Arti all eyes on Papua secara harfiah dalam bahasa Indonesia adalah “semua mata tertuju pada Papua”. Kalimat tersebut merupakan ungkapan masyarakat yang menunjukkan kepedulian mereka terhadap hutan Papua yang disebut akan dijadikan lahan perkebunan sawit.

Poster bertuliskan all eyes on Papua bertebaran di sosmed. Tagar all eyes on Papua saat ini sedang menempati trending topik teratas di platform sosmed X.

Warganet menyuarakan bahwa hutan Papua akan dibabat oleh pejabat dan petinggi untuk perkebunan sawit. Masyarakat adat di Papua saat ini sedang memperjuangkan hak mereka atas hutan adat.

“Senin kemarin masyarakat adat awyu papua demo di depan gedung Mahkamah Agung. Mereka sedang memperjuangkan hak-hak mereka, hutan adat tempat mereka tinggal bakalan kena gusur buat dijadiin kebun sawi. Please focus on them too. #Alleyesonpapua #Alleyesonpapua,” tulis pengguna akun X @lercwolf Jumat (31/5/2024).

Pejabat dan petinggi negeri yang hanya mementingkan bisnis dinilai sebagai dalang yang membuat masyarakat Papua miskin. Mengorbankan hutan untuk untuk perkebunan sawit dianggap sebagai tindakan yang egois dan tidak berprikemanusiaan.

“Dari sini kita akan paham bahwa saudara kita di Indonesia dimiskinkan oleh para pejabat, petinggi rakus yg isi otaknya bisnis semua. Sacrificing forests for oil palm plantations is a selfish and inhumane act. DON’T STOP TALKING ABOUT PAPUA!! #AllEyesOnPapua #LindungiHutanPapua,” tulis pengguna akun X @variabelcepheid Minggu (2/6/2024).

Apa Itu All Eyes on Papua?

All eyes on Papua bergema untuk menyuarakan konflik lahan yang sedang terjadi di Papua. Masyarakat adat Marga Moro dan Suku Awyu didampingi oleh Koalisi Selamatkan Hutan Adat Papua menggungat izin lingkungan kebun sawit PT Indo Asiana Lestari (PT IAL).

Masyarakat adat Papua Barat menolak dengan tegas rencana pembabatan hutan seluas 36 ribu hektar itu.

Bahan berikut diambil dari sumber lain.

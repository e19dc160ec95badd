//! Fault taxonomy for the arena core.
//!
//! Precondition and dead-unit faults always surface synchronously to the
//! caller; agent faults are caught at the scheduler's fault boundary and
//! converted into penalties instead of crashing the match.

use thiserror::Error;

use crate::models::{TeamId, UnitId};

#[derive(Error, Debug, Clone, PartialEq)]
pub enum ArenaFault {
    /// A direction argument was not a unit vector.
    #[error("direction must be a unit vector (magnitude {magnitude})")]
    NotNormalized { magnitude: f32 },

    /// An explicit ray distance was zero or negative.
    #[error("ray distance must be positive, got {0}")]
    NonPositiveDistance(f32),

    /// A query or action targeted a unit that is dead or was never spawned.
    #[error("unit {unit_id} of team {team_id} is dead or unknown")]
    DeadUnit { team_id: TeamId, unit_id: UnitId },

    /// The match plan failed validation at engine construction.
    #[error("invalid match plan: {0}")]
    InvalidPlan(String),
}

/// Error type returned by team agent callbacks.
///
/// Handle operations return [`ArenaFault`], so agent code can use `?` freely;
/// whatever escapes the callback is charged as a yellow card at the boundary.
#[derive(Error, Debug)]
pub enum AgentError {
    #[error(transparent)]
    Fault(#[from] ArenaFault),

    #[error("{0}")]
    Logic(String),
}

impl AgentError {
    pub fn logic(msg: impl Into<String>) -> Self {
        AgentError::Logic(msg.into())
    }
}

pub type Result<T> = std::result::Result<T, ArenaFault>;
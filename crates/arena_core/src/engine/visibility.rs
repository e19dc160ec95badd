//! Partial-silhouette visibility.
//!
//! Each opposing unit is modeled as a circle. Three candidate points on the
//! silhouette are probed directly (center, left tangent, right tangent); the
//! visible arc is then refined by bisection along the tangent chord until the
//! iteration budget runs out. The result per enemy is a best shooting point
//! (midpoint of the refined bounds) and the angular width of the exposed
//! silhouette as seen from the observer.
//!
//! The whole query is deterministic: probe order follows team/unit id order
//! and the raycast provider is pure geometry.

use crate::config::ArenaConfig;
use crate::engine::coordinates::{angle_between, perp_ccw, Vec2};
use crate::engine::physics::{CirclePhysics, ColliderId, RaycastProvider, RAY_STANDOFF};
use crate::engine::world::UnitStore;
use crate::models::{EnemyObservation, GameMap, UnitState};

/// Tangent candidates sit just inside the silhouette so the probe ray cannot
/// graze past the target's own boundary.
const TANGENT_INSET: f32 = 0.01;

/// A direction is in view iff its angle to the facing vector is strictly
/// less than half the field of view. Both arguments must be unit vectors.
#[inline]
pub(crate) fn in_field_of_view(facing: Vec2, direction: Vec2, half_fov: f32) -> bool {
    angle_between(facing, direction) < half_fov
}

/// Visibility probe for a single observer/target pair. `sees` combines the
/// field-of-view test with a line-of-sight ray that must strike the target
/// itself first.
struct SilhouetteProbe<'a> {
    origin: Vec2,
    facing: Vec2,
    half_fov: f32,
    standoff: f32,
    target: ColliderId,
    physics: &'a CirclePhysics<'a>,
}

impl SilhouetteProbe<'_> {
    fn sees(&self, point: Vec2) -> bool {
        let offset = point - self.origin;
        let distance = offset.norm();
        if distance <= self.standoff {
            // Point in contact with the observer's own body.
            return true;
        }
        let direction = offset / distance;
        if !in_field_of_view(self.facing, direction, self.half_fov) {
            return false;
        }
        let start = self.origin + direction * self.standoff;
        match self.physics.cast_ray(start, direction, None) {
            Some(hit) => hit.object == self.target,
            None => false,
        }
    }

    /// Bisect the chord from a known-visible point toward an unseen one,
    /// returning the visible point nearest `unseen` found within the budget.
    /// Never regresses: the result always passes `sees`.
    fn bisect(&self, visible: Vec2, unseen: Vec2, iterations: u32) -> Vec2 {
        let mut best = visible;
        let mut lo = visible;
        let mut hi = unseen;
        for _ in 0..iterations {
            let mid = (lo + hi) * 0.5;
            if self.sees(mid) {
                best = mid;
                lo = mid;
            } else {
                hi = mid;
            }
        }
        best
    }
}

/// Compute the set of opposing units the observer can currently see. Enemies
/// with no visible silhouette point are omitted entirely.
pub(crate) fn visible_enemies(
    observer: &UnitState,
    store: &UnitStore,
    map: &GameMap,
    config: &ArenaConfig,
) -> Vec<EnemyObservation> {
    let physics = CirclePhysics::new(map, store.unit_circles(config.unit_radius));
    let facing = observer.direction();
    let half_fov = config.half_fov();
    let iterations = config.visibility_iterations;

    let mut seen = Vec::new();
    for enemy in store.live_enemies(observer.team_id) {
        let toward = match (enemy.position - observer.position).try_normalize(1.0e-6) {
            Some(dir) => dir,
            None => continue,
        };
        let probe = SilhouetteProbe {
            origin: observer.position,
            facing,
            half_fov,
            standoff: config.unit_radius + RAY_STANDOFF,
            target: ColliderId::Unit {
                team_id: enemy.team_id,
                unit_id: enemy.unit_id,
            },
            physics: &physics,
        };

        let center = enemy.position;
        let side = perp_ccw(toward) * (config.unit_radius - TANGENT_INSET);
        let left = center + side;
        let right = center - side;

        let center_seen = probe.sees(center);
        let left_seen = probe.sees(left);
        let right_seen = probe.sees(right);

        let bounds = if center_seen {
            // Push unseen tangents outward from the center to widen the arc.
            let lb = if left_seen { left } else { probe.bisect(center, left, iterations) };
            let rb = if right_seen { right } else { probe.bisect(center, right, iterations) };
            Some((lb, rb))
        } else {
            match (left_seen, right_seen) {
                // Center obscured with both edges exposed: pull each tangent
                // inward and collapse both bounds onto the refined point
                // closer to the center. This degenerates the cone to a single
                // point; intentional, see DESIGN.md.
                (true, true) => {
                    let l = probe.bisect(left, center, iterations);
                    let r = probe.bisect(right, center, iterations);
                    let keep = if (l - center).norm_squared() <= (r - center).norm_squared() {
                        l
                    } else {
                        r
                    };
                    Some((keep, keep))
                }
                (true, false) => Some((left, probe.bisect(left, center, iterations))),
                (false, true) => Some((probe.bisect(right, center, iterations), right)),
                (false, false) => None,
            }
        };

        if let Some((a, b)) = bounds {
            let cone = match (
                (a - observer.position).try_normalize(1.0e-6),
                (b - observer.position).try_normalize(1.0e-6),
            ) {
                (Some(u), Some(v)) => angle_between(u, v),
                _ => 0.0,
            };
            seen.push(EnemyObservation {
                team_id: enemy.team_id,
                unit_id: enemy.unit_id,
                position: enemy.position,
                heading: enemy.heading,
                direction: enemy.direction(),
                best_shooting_point: (a + b) * 0.5,
                seen_cone_angle: cone,
            });
        }
    }
    seen
}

Apabila proyek tersebut terlaksana, hutan adat yang selama ini merupakan sumber penghidupan bagi mereka akan hilang, kehidupan mereka terancam.

Yayasan Pusaka Bentala Rakyat melalui laman petisi change.org sejak 2 Maret 2024, mengajak orang-rang menandatangani petisi pencabutan izin sawit PT IAL. Melalui petis itu dijelaskan bahwa menghilangkan hutan alam dengan luas separuh Jakarta adalah suatu bencana.

Pasalnya, hilangnya rimba Papua untuk proyek perkebunan sawit PT IAL akan menghilangkan emisi 25 juta ton CO2. Jumlah emisi tersebut sama dengan menyumbang 5 persen dari tingkat emisi karbon tahun 2030. Dampaknya tentu tidak hanya di Papua, tetapi juga ke seluruh dunia.

Pada Senin, 27 Mei 2024, masayrakat adat Papua Barat Awyu dan Moi melakukan aksi unjuk rasa di depan gedung Mahkamah Agung (MA). Mereka melakukan aksi damai dengan menggunakan baju adat mereka sembari meluapkan penolakan atas izin perusahaan perkebunan kelapa sawit di Boven Digoel dan Sorong.

"Kami datang menempuh jarak yang jauh, rumit, dan mahal dari Tanah Papua ke Ibu Kota Jakarta, untuk meminta Mahkamah Agung memulihkan hak-hak kami yang dirampas dengan membatalkan izin perusahaan sawit yang kini tengah kami lawan ini," ungkapnya Hendrikus Woro, pejuang lingkungan hidup dari suku Awyu dikutip CNBC.

Aksi demo masyarakat adat Papua di depan gedung MA itu dilakukan usai gugatan mereka di pengadilan tingkat pertama dan kedua gagal. Gugatan kini memasuki tahap Kasasi, yang menjadi harapan terakhir bagi masyarakat adat Papua untuk mempertahankan dan memperjuangkan hutan adat mereka.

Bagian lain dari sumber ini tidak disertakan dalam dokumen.